What you will do:
Give back all the records below, unaltered.
------ Information provided ------
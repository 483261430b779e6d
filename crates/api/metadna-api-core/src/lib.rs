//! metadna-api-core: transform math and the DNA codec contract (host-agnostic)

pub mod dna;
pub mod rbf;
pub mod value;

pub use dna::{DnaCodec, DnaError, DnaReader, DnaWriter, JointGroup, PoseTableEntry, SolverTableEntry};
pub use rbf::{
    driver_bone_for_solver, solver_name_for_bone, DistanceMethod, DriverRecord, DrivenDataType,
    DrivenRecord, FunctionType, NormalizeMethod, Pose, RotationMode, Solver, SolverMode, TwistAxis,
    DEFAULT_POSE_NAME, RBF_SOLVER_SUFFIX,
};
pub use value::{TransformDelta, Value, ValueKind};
------
Response to this task:
repository 483261430b779e6d
filename crates/api/metadna-api-core/src/lib.rs
//! metadna-api-core: transform math and the DNA codec contract (host-agnostic)

pub mod dna;
pub mod rbf;
pub mod value;

pub use dna::{DnaCodec, DnaError, DnaReader, DnaWriter, JointGroup, PoseTableEntry, SolverTableEntry};
pub use rbf::{
    driver_bone_for_solver, solver_name_for_bone, DistanceMethod, DriverRecord, DrivenDataType,
    DrivenRecord, FunctionType, NormalizeMethod, Pose, RotationMode, Solver, SolverMode, TwistAxis,
    DEFAULT_POSE_NAME, RBF_SOLVER_SUFFIX,
};
pub use value::{TransformDelta, Value, ValueKind};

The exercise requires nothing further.